■ **Work instruction**
Quote exactly and only this range of lines in the data below: the line that holds "patient's appointments ordered" to the line that holds "appointment_service::delete_appointment(&state, id).await?;", both included.

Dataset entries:
****

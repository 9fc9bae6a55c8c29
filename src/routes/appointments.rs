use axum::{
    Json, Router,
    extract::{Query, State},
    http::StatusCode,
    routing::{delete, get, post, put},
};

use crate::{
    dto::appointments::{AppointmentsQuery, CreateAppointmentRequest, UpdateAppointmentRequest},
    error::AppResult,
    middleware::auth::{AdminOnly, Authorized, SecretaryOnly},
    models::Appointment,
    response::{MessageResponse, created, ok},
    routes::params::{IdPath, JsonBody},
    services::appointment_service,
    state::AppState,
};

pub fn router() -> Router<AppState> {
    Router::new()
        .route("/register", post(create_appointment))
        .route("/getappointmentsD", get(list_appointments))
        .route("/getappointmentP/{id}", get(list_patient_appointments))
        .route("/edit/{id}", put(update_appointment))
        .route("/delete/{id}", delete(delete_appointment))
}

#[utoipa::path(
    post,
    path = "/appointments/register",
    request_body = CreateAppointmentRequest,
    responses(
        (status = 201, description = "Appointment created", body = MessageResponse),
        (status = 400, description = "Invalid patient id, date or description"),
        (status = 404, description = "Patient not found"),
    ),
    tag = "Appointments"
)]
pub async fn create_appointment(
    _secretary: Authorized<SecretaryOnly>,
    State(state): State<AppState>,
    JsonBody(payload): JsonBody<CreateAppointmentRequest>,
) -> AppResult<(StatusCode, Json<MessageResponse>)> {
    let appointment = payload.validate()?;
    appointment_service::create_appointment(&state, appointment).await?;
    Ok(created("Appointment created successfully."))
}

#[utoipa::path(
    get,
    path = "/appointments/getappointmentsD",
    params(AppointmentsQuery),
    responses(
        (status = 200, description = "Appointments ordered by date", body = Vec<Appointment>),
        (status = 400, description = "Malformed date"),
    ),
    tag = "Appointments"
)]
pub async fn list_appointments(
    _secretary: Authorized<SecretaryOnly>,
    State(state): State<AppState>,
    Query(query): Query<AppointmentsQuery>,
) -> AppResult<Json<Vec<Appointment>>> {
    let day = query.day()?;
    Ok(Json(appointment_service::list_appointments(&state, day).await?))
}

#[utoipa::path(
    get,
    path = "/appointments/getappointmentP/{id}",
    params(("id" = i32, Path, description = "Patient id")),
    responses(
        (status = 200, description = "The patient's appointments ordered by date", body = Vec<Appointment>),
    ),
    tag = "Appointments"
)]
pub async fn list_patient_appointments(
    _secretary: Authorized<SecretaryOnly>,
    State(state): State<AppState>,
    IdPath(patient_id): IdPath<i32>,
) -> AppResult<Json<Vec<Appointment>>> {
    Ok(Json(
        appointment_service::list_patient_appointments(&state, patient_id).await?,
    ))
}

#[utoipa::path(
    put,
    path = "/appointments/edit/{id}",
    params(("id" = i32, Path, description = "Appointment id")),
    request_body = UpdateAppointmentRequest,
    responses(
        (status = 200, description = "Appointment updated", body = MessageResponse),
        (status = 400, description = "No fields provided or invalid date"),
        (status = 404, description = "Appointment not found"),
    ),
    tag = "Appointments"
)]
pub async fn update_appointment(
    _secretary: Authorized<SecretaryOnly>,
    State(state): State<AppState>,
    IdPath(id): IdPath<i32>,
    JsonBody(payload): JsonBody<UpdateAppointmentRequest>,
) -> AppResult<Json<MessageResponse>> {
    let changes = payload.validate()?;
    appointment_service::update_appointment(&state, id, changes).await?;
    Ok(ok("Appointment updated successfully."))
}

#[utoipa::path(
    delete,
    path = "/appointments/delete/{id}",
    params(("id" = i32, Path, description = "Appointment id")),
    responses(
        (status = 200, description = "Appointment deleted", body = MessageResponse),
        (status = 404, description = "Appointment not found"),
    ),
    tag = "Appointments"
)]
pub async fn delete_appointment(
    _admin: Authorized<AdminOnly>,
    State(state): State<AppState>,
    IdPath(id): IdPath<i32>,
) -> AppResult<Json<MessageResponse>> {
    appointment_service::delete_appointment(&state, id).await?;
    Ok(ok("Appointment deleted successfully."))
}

****

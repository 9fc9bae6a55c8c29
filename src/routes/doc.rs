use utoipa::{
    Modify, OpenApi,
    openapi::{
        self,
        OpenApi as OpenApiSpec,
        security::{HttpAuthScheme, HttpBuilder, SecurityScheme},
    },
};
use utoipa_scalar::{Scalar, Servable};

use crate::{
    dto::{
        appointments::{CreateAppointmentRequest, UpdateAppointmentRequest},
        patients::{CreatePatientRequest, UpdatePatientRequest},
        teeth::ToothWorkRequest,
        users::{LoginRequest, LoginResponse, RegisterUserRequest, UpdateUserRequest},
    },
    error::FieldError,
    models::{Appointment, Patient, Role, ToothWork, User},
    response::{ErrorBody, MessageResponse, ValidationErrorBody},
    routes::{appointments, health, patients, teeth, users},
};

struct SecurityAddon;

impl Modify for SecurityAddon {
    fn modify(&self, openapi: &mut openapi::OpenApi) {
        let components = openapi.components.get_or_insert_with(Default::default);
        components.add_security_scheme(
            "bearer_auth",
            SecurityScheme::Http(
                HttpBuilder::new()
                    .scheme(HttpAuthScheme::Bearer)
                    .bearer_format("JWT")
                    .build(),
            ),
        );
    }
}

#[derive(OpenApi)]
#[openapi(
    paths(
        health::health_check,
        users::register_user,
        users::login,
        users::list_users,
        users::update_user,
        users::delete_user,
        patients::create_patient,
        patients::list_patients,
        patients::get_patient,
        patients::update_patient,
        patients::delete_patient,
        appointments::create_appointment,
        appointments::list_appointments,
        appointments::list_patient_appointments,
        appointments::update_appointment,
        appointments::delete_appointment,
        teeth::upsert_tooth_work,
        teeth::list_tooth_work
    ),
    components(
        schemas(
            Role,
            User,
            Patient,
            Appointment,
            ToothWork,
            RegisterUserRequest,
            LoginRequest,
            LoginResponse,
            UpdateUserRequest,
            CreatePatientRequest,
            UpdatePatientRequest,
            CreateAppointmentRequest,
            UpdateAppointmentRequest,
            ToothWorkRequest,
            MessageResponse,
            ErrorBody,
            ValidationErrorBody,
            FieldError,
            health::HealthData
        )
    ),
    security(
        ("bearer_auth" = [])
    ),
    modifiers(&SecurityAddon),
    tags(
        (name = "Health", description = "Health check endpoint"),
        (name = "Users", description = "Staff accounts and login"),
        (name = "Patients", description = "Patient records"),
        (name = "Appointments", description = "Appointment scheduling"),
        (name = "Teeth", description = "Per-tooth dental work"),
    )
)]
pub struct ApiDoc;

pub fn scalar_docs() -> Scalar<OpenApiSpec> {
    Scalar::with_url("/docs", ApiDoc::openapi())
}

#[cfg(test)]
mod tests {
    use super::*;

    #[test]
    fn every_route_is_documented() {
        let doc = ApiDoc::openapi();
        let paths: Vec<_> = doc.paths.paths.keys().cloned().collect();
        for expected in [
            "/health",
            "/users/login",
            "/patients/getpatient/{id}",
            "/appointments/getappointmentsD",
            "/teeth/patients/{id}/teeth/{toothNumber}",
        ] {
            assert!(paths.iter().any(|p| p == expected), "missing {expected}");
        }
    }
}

****

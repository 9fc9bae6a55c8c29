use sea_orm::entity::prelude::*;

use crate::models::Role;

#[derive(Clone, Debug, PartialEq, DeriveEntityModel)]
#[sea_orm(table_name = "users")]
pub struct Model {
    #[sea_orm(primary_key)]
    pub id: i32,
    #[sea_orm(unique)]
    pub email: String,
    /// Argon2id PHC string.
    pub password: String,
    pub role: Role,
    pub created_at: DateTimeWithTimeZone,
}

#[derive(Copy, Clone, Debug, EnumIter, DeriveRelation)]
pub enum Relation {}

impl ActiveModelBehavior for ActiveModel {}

****

■ **Written answer**
        (status = 200, description = "The patient's appointments ordered by date", body = Vec<Appointment>),
    ),
    tag = "Appointments"
)]
pub async fn list_patient_appointments(
    _secretary: Authorized<SecretaryOnly>,
    State(state): State<AppState>,
    IdPath(patient_id): IdPath<i32>,
) -> AppResult<Json<Vec<Appointment>>> {
    Ok(Json(
        appointment_service::list_patient_appointments(&state, patient_id).await?,
    ))
}

#[utoipa::path(
    put,
    path = "/appointments/edit/{id}",
    params(("id" = i32, Path, description = "Appointment id")),
    request_body = UpdateAppointmentRequest,
    responses(
        (status = 200, description = "Appointment updated", body = MessageResponse),
        (status = 400, description = "No fields provided or invalid date"),
        (status = 404, description = "Appointment not found"),
    ),
    tag = "Appointments"
)]
pub async fn update_appointment(
    _secretary: Authorized<SecretaryOnly>,
    State(state): State<AppState>,
    IdPath(id): IdPath<i32>,
    JsonBody(payload): JsonBody<UpdateAppointmentRequest>,
) -> AppResult<Json<MessageResponse>> {
    let changes = payload.validate()?;
    appointment_service::update_appointment(&state, id, changes).await?;
    Ok(ok("Appointment updated successfully."))
}

#[utoipa::path(
    delete,
    path = "/appointments/delete/{id}",
    params(("id" = i32, Path, description = "Appointment id")),
    responses(
        (status = 200, description = "Appointment deleted", body = MessageResponse),
        (status = 404, description = "Appointment not found"),
    ),
    tag = "Appointments"
)]
pub async fn delete_appointment(
    _admin: Authorized<AdminOnly>,
    State(state): State<AppState>,
    IdPath(id): IdPath<i32>,
) -> AppResult<Json<MessageResponse>> {
    appointment_service::delete_appointment(&state, id).await?;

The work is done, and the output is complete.